**Dataset content**

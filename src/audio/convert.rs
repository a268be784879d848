use std::path::{Path, PathBuf};
use std::process::Command;

use crate::engine::SAMPLE_RATE;
use crate::error::EngineError;

/// Converts a compressed container to mono 16-bit PCM WAV at SAMPLE_RATE
/// via ffmpeg, writing the result into `out_dir`. Returns the output path.
pub fn convert_to_wav(input: &Path, out_dir: &Path) -> Result<PathBuf, EngineError> {
    if !input.exists() {
        return Err(EngineError::Decode(format!(
            "input file does not exist: {}",
            input.display()
        )));
    }

    let stem = input
        .file_stem()
        .and_then(|s| s.to_str())
        .unwrap_or("converted");
    let output = out_dir.join(format!("{}.wav", stem));

    let ffmpeg_output = Command::new("ffmpeg")
        .arg("-y")
        .arg("-i")
        .arg(input)
        .arg("-c:a")
        .arg("pcm_s16le")
        .arg("-ar")
        .arg(SAMPLE_RATE.to_string())
        .arg("-ac")
        .arg("1")
        .arg(&output)
        .output()
        .map_err(|e| EngineError::Decode(format!("failed to run ffmpeg: {}", e)))?;

    if !ffmpeg_output.status.success() {
        return Err(EngineError::Decode(format!(
            "ffmpeg conversion failed ({}): {}",
            ffmpeg_output.status,
            String::from_utf8_lossy(&ffmpeg_output.stderr)
        )));
    }

    if !output.exists() || std::fs::metadata(&output)?.len() == 0 {
        return Err(EngineError::Decode(
            "ffmpeg did not produce a valid output file".into(),
        ));
    }

    Ok(output)
}

#[cfg(test)]
mod tests {
    use super::*;

    #[test]
    fn test_missing_input_is_a_decode_error() {
        let dir = tempfile::tempdir().unwrap();
        let err = convert_to_wav(Path::new("missing.mp3"), dir.path()).unwrap_err();
        assert!(matches!(err, EngineError::Decode(_)));
    }
}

**About this task**
Filter the records for the word "PathBuf" and show every line that has it.

**Output of the exercise**
use std::path::{Path, PathBuf};
pub fn convert_to_wav(input: &Path, out_dir: &Path) -> Result<PathBuf, EngineError> {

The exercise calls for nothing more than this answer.